Medicare: Competitive Bidding for Medical Equipment and Supplies Could Reduce Program Payments, but Adequate Oversight Is Critical
Highlights
For more than a decade, GAO has reported that Medicare has paid higher than market rates for medical equipment and supplies provided to beneficiaries under Medicare Part B. Since 1989, Medicare has used fee schedules primarily based on historical charges to set payment amounts. But this approach lacks flexibility to keep pace with market changes and increases costs to the federal government and Medicare's 44 million elderly and disabled beneficiaries. The Balanced Budget Act of 1997 required the Centers for Medicare & Medicaid Services (CMS)--the agency that administers Medicare--to test competitive bidding as a new way to set payments. CMS did this through a demonstration in two locations in which suppliers could compete on the basis of price and other factors for the right to provide their products.

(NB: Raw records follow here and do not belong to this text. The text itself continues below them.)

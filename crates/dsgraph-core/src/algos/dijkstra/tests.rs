use super::*;
use crate::algos::{path_to, total_weight};
use crate::error::GraphError;
use crate::graph::{new_graph, AdjacencyMapGraph, Backend, EdgeListGraph};

const CITIES: [&str; 5] = ["Raleigh", "Asheville", "Wilmington", "Durham", "Greenville"];

/// Complete graph on the five cities, weights 5..=50 in pair order
fn city_graph(backend: Backend) -> (Box<dyn Graph<VertexValue = &'static str, EdgeValue = u32>>, Vec<Vertex>) {
    let mut graph = new_graph(backend, false);
    let vs: Vec<Vertex> = CITIES.iter().map(|c| graph.insert_vertex(*c)).collect();
    let mut weight = 5;
    for i in 0..vs.len() {
        for j in i + 1..vs.len() {
            graph.insert_edge(vs[i], vs[j], weight).unwrap();
            weight += 5;
        }
    }
    (graph, vs)
}

#[test]
fn test_dijkstra_city_distances_on_every_backend() {
    for backend in Backend::ALL {
        let (graph, vs) = city_graph(backend);
        let distances = dijkstra(graph.as_ref(), vs[0]).unwrap();

        let expected = [0.0, 5.0, 10.0, 15.0, 20.0];
        assert_eq!(distances.len(), 5, "{backend}");
        for (v, want) in vs.iter().zip(expected) {
            assert_eq!(distances[v], want, "{backend}");
        }
    }
}

#[test]
fn test_shortest_path_tree_satisfies_edge_equation() {
    for backend in Backend::ALL {
        let (graph, vs) = city_graph(backend);
        let distances = dijkstra(graph.as_ref(), vs[0]).unwrap();
        let tree = shortest_path_tree(graph.as_ref(), vs[0], &distances).unwrap();

        assert_eq!(tree.len(), 4, "{backend}");
        assert!(!tree.contains_key(&vs[0]));
        for (v, edge) in &tree {
            let u = graph.opposite(*v, *edge).unwrap();
            let w = edge_weight(graph.as_ref(), *edge).unwrap();
            assert_eq!(distances[v], distances[&u] + w, "{backend}");
        }
    }
}

#[test]
fn test_dijkstra_prefers_cheaper_multi_hop_route() {
    let mut graph: AdjacencyMapGraph<&str, f64> = AdjacencyMapGraph::directed();
    let s = graph.insert_vertex("s");
    let a = graph.insert_vertex("a");
    let b = graph.insert_vertex("b");
    let t = graph.insert_vertex("t");
    graph.insert_edge(s, t, 10.0).unwrap();
    graph.insert_edge(s, a, 1.5).unwrap();
    graph.insert_edge(a, b, 2.25).unwrap();
    let bt = graph.insert_edge(b, t, 3.0).unwrap().unwrap();

    let distances = dijkstra(&graph, s).unwrap();
    assert_eq!(distances[&t], 6.75);

    let tree = shortest_path_tree(&graph, s, &distances).unwrap();
    assert_eq!(tree[&t], bt);
}

#[test]
fn test_dijkstra_leaves_out_unreachable_vertices() {
    let mut graph: EdgeListGraph<&str, u32> = EdgeListGraph::directed();
    let s = graph.insert_vertex("s");
    let a = graph.insert_vertex("a");
    let back = graph.insert_vertex("back");
    let island = graph.insert_vertex("island");
    graph.insert_edge(s, a, 4).unwrap();
    graph.insert_edge(back, s, 1).unwrap();

    let distances = dijkstra(&graph, s).unwrap();
    assert_eq!(distances.len(), 2);
    assert_eq!(distances[&s], 0.0);
    assert!(!distances.contains_key(&back));
    assert!(!distances.contains_key(&island));
    assert!(distances.values().all(|d| d.is_finite()));

    let tree = shortest_path_tree(&graph, s, &distances).unwrap();
    assert_eq!(tree.len(), 1);
    assert!(!tree.contains_key(&island));
}

#[test]
fn test_dijkstra_zero_weight_edges() {
    for backend in Backend::ALL {
        let mut graph = new_graph::<u8, u32>(backend, false);
        let a = graph.insert_vertex(0);
        let b = graph.insert_vertex(1);
        let c = graph.insert_vertex(2);
        graph.insert_edge(a, b, 0).unwrap();
        graph.insert_edge(b, c, 0).unwrap();

        let distances = dijkstra(&*graph, c).unwrap();
        assert_eq!(distances[&a], 0.0);

        let tree = shortest_path_tree(&*graph, c, &distances).unwrap();
        assert_eq!(tree.len(), 2, "{backend}");
        assert_eq!(tree[&b], graph.get_edge(b, c).unwrap().unwrap(), "{backend}");

        let path = path_to(&*graph, &tree, c, a).unwrap().expect("a is reachable");
        assert_eq!(path.len(), 2, "{backend}");
        assert_eq!(total_weight(&*graph, &path).unwrap(), distances[&a]);
    }
}

#[test]
fn test_shortest_path_tree_reaches_every_vertex_back_to_source() {
    // Zero-weight cycle hanging off a cheap spoke, plus a directed variant
    let edges = [(0, 1, 0), (1, 2, 0), (2, 3, 0), (3, 1, 0), (0, 4, 2), (4, 2, 0), (3, 5, 1)];
    for backend in Backend::ALL {
        for directed in [false, true] {
            let mut graph = new_graph::<u8, u32>(backend, directed);
            let vs: Vec<Vertex> = (0..6).map(|i| graph.insert_vertex(i)).collect();
            for (u, v, w) in edges {
                graph.insert_edge(vs[u], vs[v], w).unwrap();
            }

            let source = vs[0];
            let distances = dijkstra(&*graph, source).unwrap();
            let tree = shortest_path_tree(&*graph, source, &distances).unwrap();
            assert_eq!(tree.len(), distances.len() - 1, "{backend} directed={directed}");

            for (&v, &d) in &distances {
                let path = path_to(&*graph, &tree, source, v)
                    .unwrap()
                    .unwrap_or_else(|| panic!("{backend} directed={directed}: no path to {v}"));
                assert_eq!(total_weight(&*graph, &path).unwrap(), d);
            }
        }
    }
}

#[test]
fn test_dijkstra_rejects_negative_edge_into_settled_vertex() {
    let mut graph: AdjacencyMapGraph<u8, i32> = AdjacencyMapGraph::directed();
    let s = graph.insert_vertex(0);
    let a = graph.insert_vertex(1);
    graph.insert_edge(s, a, 1).unwrap();
    graph.insert_edge(a, s, -5).unwrap();

    let err = dijkstra(&graph, s).unwrap_err();
    assert!(matches!(err, GraphError::InvalidArgument { .. }));
}

#[test]
fn test_dijkstra_rejects_negative_weight() {
    let mut graph: AdjacencyMapGraph<u8, i32> = AdjacencyMapGraph::directed();
    let a = graph.insert_vertex(0);
    let b = graph.insert_vertex(1);
    graph.insert_edge(a, b, -2).unwrap();

    let err = dijkstra(&graph, a).unwrap_err();
    assert!(matches!(err, GraphError::InvalidArgument { .. }));
}

#[test]
fn test_dijkstra_single_vertex() {
    let mut graph: EdgeListGraph<u8, u32> = EdgeListGraph::undirected();
    let only = graph.insert_vertex(0);
    let distances = dijkstra(&graph, only).unwrap();
    assert_eq!(distances.len(), 1);
    assert_eq!(distances[&only], 0.0);
    assert!(shortest_path_tree(&graph, only, &distances)
        .unwrap()
        .is_empty());
}

#[test]
fn test_same_distance_tolerance() {
    assert!(same_distance(0.1 + 0.2, 0.3));
    assert!(same_distance(1e12, 1e12 + 1e-3));
    assert!(!same_distance(1.0, 1.001));
}
use std::collections::{HashMap, HashSet};

use crate::error::Result;
use crate::graph::{Edge, Graph, Vertex};

/// Breadth-first traversal from `start`
///
/// Returns the discovery map: every vertex reached through outgoing edges,
/// mapped to the edge that first reached it. `start` itself has no entry and
/// unreachable vertices are absent. Vertices are discovered level by level,
/// and within a level in the backend's edge enumeration order.
#[tracing::instrument(skip(graph), fields(start = %start, vertices = graph.num_vertices(), edges = graph.num_edges()))]
pub fn bfs<G>(graph: &G, start: Vertex) -> Result<HashMap<Vertex, Edge>>
where
    G: Graph + ?Sized,
{
    graph.vertex_value(start)?;

    let mut discovered = HashSet::from([start]);
    let mut forest = HashMap::new();
    let mut level = vec![start];
    let mut depth = 0usize;

    while !level.is_empty() {
        let mut next_level = Vec::new();
        for u in level {
            for edge in graph.outgoing_edges(u)? {
                let v = graph.opposite(u, edge)?;
                if discovered.insert(v) {
                    forest.insert(v, edge);
                    next_level.push(v);
                }
            }
        }
        depth += 1;
        tracing::trace!(depth, discovered = next_level.len(), "bfs level");
        level = next_level;
    }

    tracing::debug!(reached = forest.len(), "bfs complete");
    Ok(forest)
}
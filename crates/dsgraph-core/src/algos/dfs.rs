use std::collections::{HashMap, HashSet};

use crate::error::Result;
use crate::graph::{Edge, Graph, Handles, Vertex};

/// Depth-first traversal from `start`
///
/// Returns the discovery map (see [`bfs`](crate::algos::bfs)). From each
/// vertex the search descends into the first undiscovered opposite vertex
/// over its outgoing edges, in the backend's enumeration order, and resumes
/// with the remaining edges after that subtree is finished. An explicit stack
/// of edge iterators stands in for recursion.
#[tracing::instrument(skip(graph), fields(start = %start, vertices = graph.num_vertices(), edges = graph.num_edges()))]
pub fn dfs<G>(graph: &G, start: Vertex) -> Result<HashMap<Vertex, Edge>>
where
    G: Graph + ?Sized,
{
    let mut discovered = HashSet::from([start]);
    let mut forest = HashMap::new();
    let mut stack: Vec<(Vertex, Handles<'_, Edge>)> = vec![(start, graph.outgoing_edges(start)?)];

    loop {
        let Some((u, edges)) = stack.last_mut() else {
            break;
        };
        let u = *u;
        match edges.next() {
            Some(edge) => {
                let v = graph.opposite(u, edge)?;
                if discovered.insert(v) {
                    forest.insert(v, edge);
                    stack.push((v, graph.outgoing_edges(v)?));
                }
            }
            None => {
                stack.pop();
            }
        }
    }

    tracing::debug!(reached = forest.len(), "dfs complete");
    Ok(forest)
}

#[cfg(test)]
mod tests {
    use super::*;
    use crate::graph::AdjacencyListGraph;

    #[test]
    fn test_dfs_goes_deep_before_wide() {
        // a -> b -> c and a -> c: c is reached through b, not directly
        let mut graph: AdjacencyListGraph<&str, ()> = AdjacencyListGraph::directed();
        let a = graph.insert_vertex("a");
        let b = graph.insert_vertex("b");
        let c = graph.insert_vertex("c");
        let ab = graph.insert_edge(a, b, ()).unwrap().unwrap();
        let bc = graph.insert_edge(b, c, ()).unwrap().unwrap();
        graph.insert_edge(a, c, ()).unwrap();

        let forest = dfs(&graph, a).unwrap();
        assert_eq!(forest.len(), 2);
        assert_eq!(forest[&b], ab);
        assert_eq!(forest[&c], bc);
    }

    #[test]
    fn test_dfs_handles_cycles_and_undirected_edges() {
        let mut graph: AdjacencyListGraph<u32, ()> = AdjacencyListGraph::undirected();
        let vs: Vec<_> = (0..4).map(|i| graph.insert_vertex(i)).collect();
        for i in 0..4 {
            graph.insert_edge(vs[i], vs[(i + 1) % 4], ()).unwrap();
        }

        let forest = dfs(&graph, vs[2]).unwrap();
        assert_eq!(forest.len(), 3);
        assert!(!forest.contains_key(&vs[2]));
    }

    #[test]
    fn test_dfs_on_long_path_does_not_recurse() {
        let mut graph: AdjacencyListGraph<u32, ()> = AdjacencyListGraph::directed();
        let vs: Vec<_> = (0..50_000).map(|i| graph.insert_vertex(i)).collect();
        for pair in vs.windows(2) {
            graph.insert_edge(pair[0], pair[1], ()).unwrap();
        }
        assert_eq!(dfs(&graph, vs[0]).unwrap().len(), vs.len() - 1);
    }
}
//! Command trait and context for dispatching commands

use std::time::Instant;

use dsgraph_core::config::GraphConfig;
use dsgraph_core::error::Result;
use dsgraph_core::graph::Backend;

use super::macros::trace_command;
use crate::cli::{Cli, Commands, GraphArgs};
use crate::commands::build::NamedGraph;
use crate::commands::traverse::Traversal;
use crate::commands::{mst, shortest, stats, traverse};

/// Shared context for command execution
pub struct CommandContext<'a> {
    pub cli: &'a Cli,
    pub config: &'a GraphConfig,
    pub start: Instant,
}

impl<'a> CommandContext<'a> {
    pub fn new(cli: &'a Cli, config: &'a GraphConfig, start: Instant) -> Self {
        Self { cli, config, start }
    }

    /// `--backend`, falling back to the config file
    pub fn backend(&self) -> Backend {
        self.cli.backend.unwrap_or(self.config.backend)
    }

    /// `--directed` or the config file
    pub fn directed(&self) -> bool {
        self.cli.directed || self.config.directed
    }

    pub fn build_graph(&self, args: &GraphArgs) -> Result<NamedGraph> {
        let graph = NamedGraph::build(self.backend(), self.directed(), args)?;
        trace_command!(self.cli, self.start, "build_graph");
        Ok(graph)
    }
}

/// Trait for commands that can be executed
pub trait Command {
    fn execute(&self, ctx: &CommandContext) -> Result<()>;
}

/// No-op command (when no subcommand is provided)
pub struct NoCommand;

impl Command for NoCommand {
    fn execute(&self, _ctx: &CommandContext) -> Result<()> {
        println!("dsgraph {}", env!("CARGO_PKG_VERSION"));
        println!();
        println!("Graph traversal, shortest paths and spanning trees.");
        println!();
        println!("Run `dsgraph --help` for usage information.");
        Ok(())
    }
}

impl Command for Commands {
    fn execute(&self, ctx: &CommandContext) -> Result<()> {
        let result = match self {
            Commands::Bfs { start, graph } => {
                traverse::execute(ctx, &ctx.build_graph(graph)?, start, Traversal::Breadth)
            }
            Commands::Dfs { start, graph } => {
                traverse::execute(ctx, &ctx.build_graph(graph)?, start, Traversal::Depth)
            }
            Commands::Dijkstra { source, graph } => {
                shortest::execute_dijkstra(ctx, &ctx.build_graph(graph)?, source)
            }
            Commands::Path { from, to, graph } => {
                shortest::execute_path(ctx, &ctx.build_graph(graph)?, from, to)
            }
            Commands::Mst { algorithm, graph } => {
                mst::execute(ctx, &ctx.build_graph(graph)?, *algorithm)
            }
            Commands::Stats { graph } => stats::execute(ctx, &ctx.build_graph(graph)?),
        };
        trace_command!(ctx.cli, ctx.start, "execute");
        result
    }
}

The Medicare Prescription Drug, Improvement, and Modernization Act of 2003 (MMA) required CMS to conduct competitive bidding on a large scale and suppliers to obtain accreditation. GAO was asked to describe the effects that competitive bidding could have on Medicare program payments and suppliers and the need for adequate oversight to ensure quality and access for beneficiaries in a competitive bidding environment. This testimony is based primarily on GAO work conducted from May 1994 to January 2007, which GAO updated by interviewing CMS officials and reviewing agency documents.